An influx of “young blood” into an older person’s circulatory system to push back aging sounds like science fiction, but it’s an actual area of study that may hold some promise — and Trump-endorsing billionaire Peter Thiel plans on being the first in line to try it out. Here’s what you need to know about this vampire-like plan.
Peter Thiel Is Pushing For Society To Embrace The Technique
Thiel, a Silicon Valley entrepreneur who was the first outside investor in Facebook, has poured millions of dollars into anti-aging startups and therapies, and has argued that the rest of society should join him in finding a cure for aging and death.
In an unpublished interview with Bercovici, Thiel expressed his enthusiasm for finding a way to stay young forever — and noted he was willing to try a controversial technique known as parabiosis. “I’m looking into parabiosis stuff … where they [injected] the young blood into older mice and they found that had a massive rejuvenating effect,” Thiel reportedly said. “I think there are a lot of these things that have been strangely underexplored.”
BREAKING EXCLUSIVE PIC Peter Thiel Begins Rejuvenation Experiments With the Blood of Young People pic.twitter.com/Wktsov1zrm
— Harold Itzkowitz (@HaroldItz) August 1, 2016
Parabiosis Has Been Studied For Years
It sounds crazy, but the notion of infusing a young person’s blood into an older person isn’t entirely baseless.

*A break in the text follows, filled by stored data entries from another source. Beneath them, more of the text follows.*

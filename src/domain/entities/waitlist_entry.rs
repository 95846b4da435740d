use chrono::{DateTime, Utc};
use serde::Serialize;
use uuid::Uuid;

/// A single recorded signup. Created once per unique email and never mutated.
#[derive(Debug, Clone, PartialEq, Eq, Serialize)]
#[serde(rename_all = "camelCase")]
pub struct WaitlistEntry {
    pub id: Uuid,
    pub email: String,
    pub created_at: DateTime<Utc>,
}

/// Result of asking the store to record an email.
#[derive(Debug, Clone, PartialEq, Eq)]
pub enum InsertOutcome {
    Inserted(WaitlistEntry),
    /// The unique constraint on `email` rejected the row.
    AlreadyExists,
}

In fact, it’s been studied for over 100 years as a potential therapy for not only aging — but also metabolism, diabetes, and cancer. Parabiosis as a term refers to the joining of two organisms together by linking their circulatory systems. The first crude animal experiments starting in the mid-1800s involved slicing into rats and sewing their circulatory systems together — but today, researchers are delving into how to make it work for humans in a much less sticky way.

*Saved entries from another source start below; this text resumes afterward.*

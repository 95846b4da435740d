//! In-memory mock implementations for the waitlist repository trait.

use async_trait::async_trait;
use std::sync::Mutex;
use std::sync::atomic::{AtomicBool, Ordering};
use uuid::Uuid;

use crate::{
    app_error::{AppError, AppResult},
    application::use_cases::waitlist::WaitlistRepo,
    domain::entities::{
        waitlist_email::WaitlistEmail,
        waitlist_entry::{InsertOutcome, WaitlistEntry},
    },
};

/// In-memory implementation of WaitlistRepo for testing.
///
/// Enforces the same uniqueness rule as the `waitlist.email` column and can be
/// switched into an outage mode per operation.
#[derive(Default)]
pub struct InMemoryWaitlistRepo {
    pub entries: Mutex<Vec<WaitlistEntry>>,
    fail_inserts: AtomicBool,
    fail_reads: AtomicBool,
}

impl InMemoryWaitlistRepo {
    pub fn new() -> Self {
        Self::default()
    }

    /// Seed the repo with initial entries for testing.
    pub fn with_entries(entries: Vec<WaitlistEntry>) -> Self {
        Self {
            entries: Mutex::new(entries),
            ..Self::default()
        }
    }

    /// Get all entries in insertion order (for test assertions).
    pub fn get_all(&self) -> Vec<WaitlistEntry> {
        self.entries.lock().unwrap().clone()
    }

    pub fn set_fail_inserts(&self, fail: bool) {
        self.fail_inserts.store(fail, Ordering::SeqCst);
    }

    pub fn set_fail_reads(&self, fail: bool) {
        self.fail_reads.store(fail, Ordering::SeqCst);
    }
}

#[async_trait]
impl WaitlistRepo for InMemoryWaitlistRepo {
    async fn insert(&self, email: &WaitlistEmail) -> AppResult<InsertOutcome> {
        if self.fail_inserts.load(Ordering::SeqCst) {
            return Err(AppError::Database("simulated outage".into()));
        }

        let mut entries = self.entries.lock().unwrap();
        if entries.iter().any(|e| e.email == email.as_str()) {
            return Ok(InsertOutcome::AlreadyExists);
        }

        let entry = WaitlistEntry {
            id: Uuid::new_v4(),
            email: email.as_str().to_string(),
            created_at: chrono::Utc::now(),
        };
        entries.push(entry.clone());
        Ok(InsertOutcome::Inserted(entry))
    }

    async fn list_newest_first(&self) -> AppResult<Vec<WaitlistEntry>> {
        if self.fail_reads.load(Ordering::SeqCst) {
            return Err(AppError::Database("simulated outage".into()));
        }

        // Later inserts win ties on equal timestamps.
        let mut entries: Vec<WaitlistEntry> =
            self.entries.lock().unwrap().iter().rev().cloned().collect();
        entries.sort_by(|a, b| b.created_at.cmp(&a.created_at));
        Ok(entries)
    }
}

/// Repo whose every call fails, standing in for an unreachable database.
#[derive(Default)]
pub struct FailingWaitlistRepo;

#[async_trait]
impl WaitlistRepo for FailingWaitlistRepo {
    async fn insert(&self, _email: &WaitlistEmail) -> AppResult<InsertOutcome> {
        Err(AppError::Database("Database operation failed".into()))
    }

    async fn list_newest_first(&self) -> AppResult<Vec<WaitlistEntry>> {
        Err(AppError::Database("Database operation failed".into()))
    }
}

It’s Believed To ‘Rejuvenate’ Tissues
Young blood transfusions won't turn an old person’s body into a young one. Instead, it works to help rejuvenate tissues and help them repair damage, as stem cell researcher Amy Wagers of Harvard University notes.

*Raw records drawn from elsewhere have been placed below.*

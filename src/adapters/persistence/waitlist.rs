use async_trait::async_trait;
use chrono::{DateTime, Utc};
use sqlx::Row;
use uuid::Uuid;

use crate::{
    adapters::persistence::{PostgresPersistence, is_unique_violation},
    app_error::{AppError, AppResult},
    application::use_cases::waitlist::WaitlistRepo,
    domain::entities::{
        waitlist_email::WaitlistEmail,
        waitlist_entry::{InsertOutcome, WaitlistEntry},
    },
};

fn row_to_entry(row: sqlx::postgres::PgRow) -> WaitlistEntry {
    WaitlistEntry {
        id: row.get("id"),
        email: row.get("email"),
        created_at: row.get::<DateTime<Utc>, _>("created_at"),
    }
}

#[async_trait]
impl WaitlistRepo for PostgresPersistence {
    async fn insert(&self, email: &WaitlistEmail) -> AppResult<InsertOutcome> {
        let id = Uuid::new_v4();
        // The conflict target turns a duplicate into "no row returned" instead of
        // an error.
        let result = sqlx::query(
            r#"
            INSERT INTO waitlist (id, email)
            VALUES ($1, $2)
            ON CONFLICT (email) DO NOTHING
            RETURNING id, email, created_at
            "#,
        )
        .bind(id)
        .bind(email.as_str())
        .fetch_optional(&self.pool)
        .await;

        match result {
            Ok(Some(row)) => Ok(InsertOutcome::Inserted(row_to_entry(row))),
            Ok(None) => Ok(InsertOutcome::AlreadyExists),
            Err(err) if is_unique_violation(&err) => Ok(InsertOutcome::AlreadyExists),
            Err(err) => Err(AppError::from(err)),
        }
    }

    async fn list_newest_first(&self) -> AppResult<Vec<WaitlistEntry>> {
        let rows = sqlx::query("SELECT id, email, created_at FROM waitlist ORDER BY created_at DESC")
            .fetch_all(&self.pool)
            .await
            .map_err(AppError::from)?;
        Ok(rows.into_iter().map(row_to_entry).collect())
    }
}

It’s Actually Effective — In Rodents
Amazingly, the technique has been shown to be successful in rodents. “By joining the circulatory system of an old mouse to that of a young mouse, scientists have produced some remarkable results,” a 2015 Nature report states. “In the heart, brain, muscles and almost every other tissue examined, the blood of young mice seems to bring new life to aging organs, making old mice stronger, smarter and healthier. It even makes their fur shinier.”
A Human Trial Is Underway
Now, a California-based company called Ambrosia is taking these experiments to the next level and started a trial involving humans. In the trial, participants over the age of 35 will be given transfusions from young blood donors — those under the age of 25 — and researchers will track their blood over the course of two years.
Is Peter Thiel’s vampire dream something we can actually see in the future, a reality of young blood transfusions? Quite possibly. It only seems like a matter of time.